Minggu, 11 April 2021

Alhamdulillah, Singapura Bakal Izinkan Perawat Pakai Hijab

 Pemerintah Singapura akan mengizinkan perawat Muslim untuk menggunakan hijab. Hal tersebut diungkapkan oleh Perdana Menteri (PM) Singapura Lee Hsien Loong dalam pertemuan bersama komunitas Muslim Melayu pada Sabtu (10/4/2021).

Menurutnya, perubahan tersebut dibutuhkan lantaran sikap orang telah banyak berubah. Penggunaan hijab di lingkungan sosial dan pekerjaan saat ini juga merupakan hal yang umum.
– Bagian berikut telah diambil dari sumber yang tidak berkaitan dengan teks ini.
//! Domain Types
//!
//! Types shared between the API client, the session store and the views.
//! Everything here mirrors the JSON shapes of the remote diabetes API.

mod meal;
mod medication;
mod profile;
mod reading;

pub use meal::{Meal, MealLink};
pub use medication::{Medication, MedicationStatus};
pub use profile::{BmiCategory, BmiReport, Credential, DiabetesType, UserProfile};
pub use reading::{Evaluation, MealContext, Reading};

use thiserror::Error;

/// A string did not name any variant of a closed enumeration
#[derive(Error, Debug, Clone, PartialEq, Eq)]
#[error("invalid {kind}: '{value}'")]
pub struct UnknownVariant {
    pub kind: &'static str,
    pub value: String,
}

impl UnknownVariant {
    pub(crate) fn new(kind: &'static str, value: &str) -> Self {
        Self {
            kind,
            value: value.to_string(),
        }
    }
}

/// Clock times travel as `HH:MM` on requests; the server answers with
/// `HH:MM:SS`. Both are accepted when decoding.
pub mod clock_time {
    use chrono::NaiveTime;
    use serde::{Deserialize, Deserializer, Serializer};

    pub fn parse(raw: &str) -> Result<NaiveTime, chrono::ParseError> {
        let raw = raw.trim();
        NaiveTime::parse_from_str(raw, "%H:%M:%S")
            .or_else(|_| NaiveTime::parse_from_str(raw, "%H:%M:%S%.f"))
            .or_else(|_| NaiveTime::parse_from_str(raw, "%H:%M"))
    }

    pub fn format(time: &NaiveTime) -> String {
        time.format("%H:%M").to_string()
    }

    pub fn serialize<S: Serializer>(time: &NaiveTime, serializer: S) -> Result<S::Ok, S::Error> {
        serializer.serialize_str(&format(time))
    }

    pub fn deserialize<'de, D: Deserializer<'de>>(deserializer: D) -> Result<NaiveTime, D::Error> {
        let raw = String::deserialize(deserializer)?;
        parse(&raw).map_err(serde::de::Error::custom)
    }
}

#[cfg(test)]
mod tests {
    use super::*;
    use chrono::NaiveTime;

    #[test]
    fn test_clock_time_accepts_both_forms() {
        let expected = NaiveTime::from_hms_opt(8, 0, 0).unwrap();
        assert_eq!(clock_time::parse("08:00").unwrap(), expected);
        assert_eq!(clock_time::parse("08:00:00").unwrap(), expected);
        assert!(clock_time::parse("8 o'clock").is_err());
    }

    #[test]
    fn test_clock_time_formats_without_seconds() {
        let t = NaiveTime::from_hms_opt(20, 5, 30).unwrap();
        assert_eq!(clock_time::format(&t), "20:05");
    }

    #[test]
    fn test_unknown_variant_display() {
        let err = UnknownVariant::new("meal context", "brunch");
        assert_eq!(err.to_string(), "invalid meal context: 'brunch'");
    }
}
"Kita harus bersiap untuk membuat perubahan tersebut pada perawat, sebab sikap orang-orang telah berubah, di lingkungan sosial dan pekerjaan, hijab merupakan hal yang umum," kata Lee, dikutip dari Channel News Asia, Minggu (11/4/2021).
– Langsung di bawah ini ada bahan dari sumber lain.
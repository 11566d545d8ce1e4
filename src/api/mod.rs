//! Remote API
//!
//! Client side of the diabetes management REST API. Authentication, BMI
//! computation and persistence all live on the server; this module only
//! shapes requests and decodes answers.
//!
//! # Endpoints
//!
//! ## Auth
//! - `GET /check_session` - Validate a stored credential
//! - `POST /login` - Exchange email/password for a credential
//! - `POST /signup` - Create an account
//!
//! ## Profile
//! - `PATCH /me` - Update diabetes type, height, weight
//! - `GET /me/bmi` - BMI computed from the profile
//!
//! ## Readings
//! - `GET /readings`, `POST /readings`
//! - `GET /readings/:id`, `PATCH /readings/:id`, `DELETE /readings/:id`
//! - `POST /readings/:id/meals`, `DELETE /readings/:id/meals?meal_id=`
//!
//! ## Medications
//! - `GET /medications`, `POST /medications`
//! - `PATCH /medications/:id`
//!
//! ## Meals
//! - `GET /meals`, `POST /meals`

pub mod client;
pub mod dto;
pub mod error;

pub use client::{ApiClient, ApiClientConfig};
pub use dto::{
    AuthResponse, LoginRequest, MealDraft, MealLinkRequest, MedicationDraft, ProfilePayload,
    ProfileUpdate, ReadingDraft, ReadingPatch, SignupRequest, StatusUpdate,
};
pub use error::{ApiError, ApiResult};

use async_trait::async_trait;

use crate::models::{BmiReport, Credential, Meal, MealLink, Medication, MedicationStatus, Reading};

/// Capability to call the remote API
///
/// Views and the session store depend on this trait rather than on
/// [`ApiClient`], so tests can substitute an in-process fake.
#[async_trait]
pub trait HealthApi: Send + Sync {
    /// Validate a credential and fetch the profile it belongs to
    async fn check_session(&self, token: &Credential) -> ApiResult<ProfilePayload>;

    async fn login(&self, request: &LoginRequest) -> ApiResult<AuthResponse>;

    async fn signup(&self, request: &SignupRequest) -> ApiResult<AuthResponse>;

    async fn bmi(&self, token: &Credential) -> ApiResult<BmiReport>;

    async fn update_profile(
        &self,
        token: &Credential,
        update: &ProfileUpdate,
    ) -> ApiResult<ProfilePayload>;

    async fn list_readings(&self, token: &Credential) -> ApiResult<Vec<Reading>>;

    async fn create_reading(&self, token: &Credential, draft: &ReadingDraft) -> ApiResult<Reading>;

    async fn get_reading(&self, token: &Credential, id: i64) -> ApiResult<Reading>;

    async fn update_reading(
        &self,
        token: &Credential,
        id: i64,
        patch: &ReadingPatch,
    ) -> ApiResult<Reading>;

    /// Succeeds only on `204 No Content`
    async fn delete_reading(&self, token: &Credential, id: i64) -> ApiResult<()>;

    async fn list_medications(&self, token: &Credential) -> ApiResult<Vec<Medication>>;

    async fn create_medication(
        &self,
        token: &Credential,
        draft: &MedicationDraft,
    ) -> ApiResult<Medication>;

    async fn update_medication_status(
        &self,
        token: &Credential,
        id: i64,
        status: MedicationStatus,
    ) -> ApiResult<Medication>;

    async fn list_meals(&self, token: &Credential) -> ApiResult<Vec<Meal>>;

    async fn create_meal(&self, token: &Credential, draft: &MealDraft) -> ApiResult<Meal>;

    async fn link_meal(
        &self,
        token: &Credential,
        reading_id: i64,
        request: &MealLinkRequest,
    ) -> ApiResult<MealLink>;

    /// Succeeds only on `204 No Content`
    async fn unlink_meal(&self, token: &Credential, reading_id: i64, meal_id: i64) -> ApiResult<()>;
}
Lee menambahkan, sebenarnya Pemerintah Singapura telah membahas izin menggunakan hijab untuk para perawat sejak lama. Hanya saja, pihaknya membutuhkan waktu untuk mempersiapkannya.


"Kami harus memastikan bahwa semua orang memahami penyesuaian ini. Ini bukan perubahan secara keseluruhan, kami ingin orang-orang menyadari batasan-batasannya. Kami juga harus memastikan bahwa warga Singapura, Muslim dan non-Muslim, siap untuk menerima langkah tersebut," jelasnya.


Oleh sebab prosesnya membutuhkan sedikit waktu, Lee mengatakan target untuk keputusan akhir dari langkah ini akan diambil pada akhir Agustus 2021 mendatang.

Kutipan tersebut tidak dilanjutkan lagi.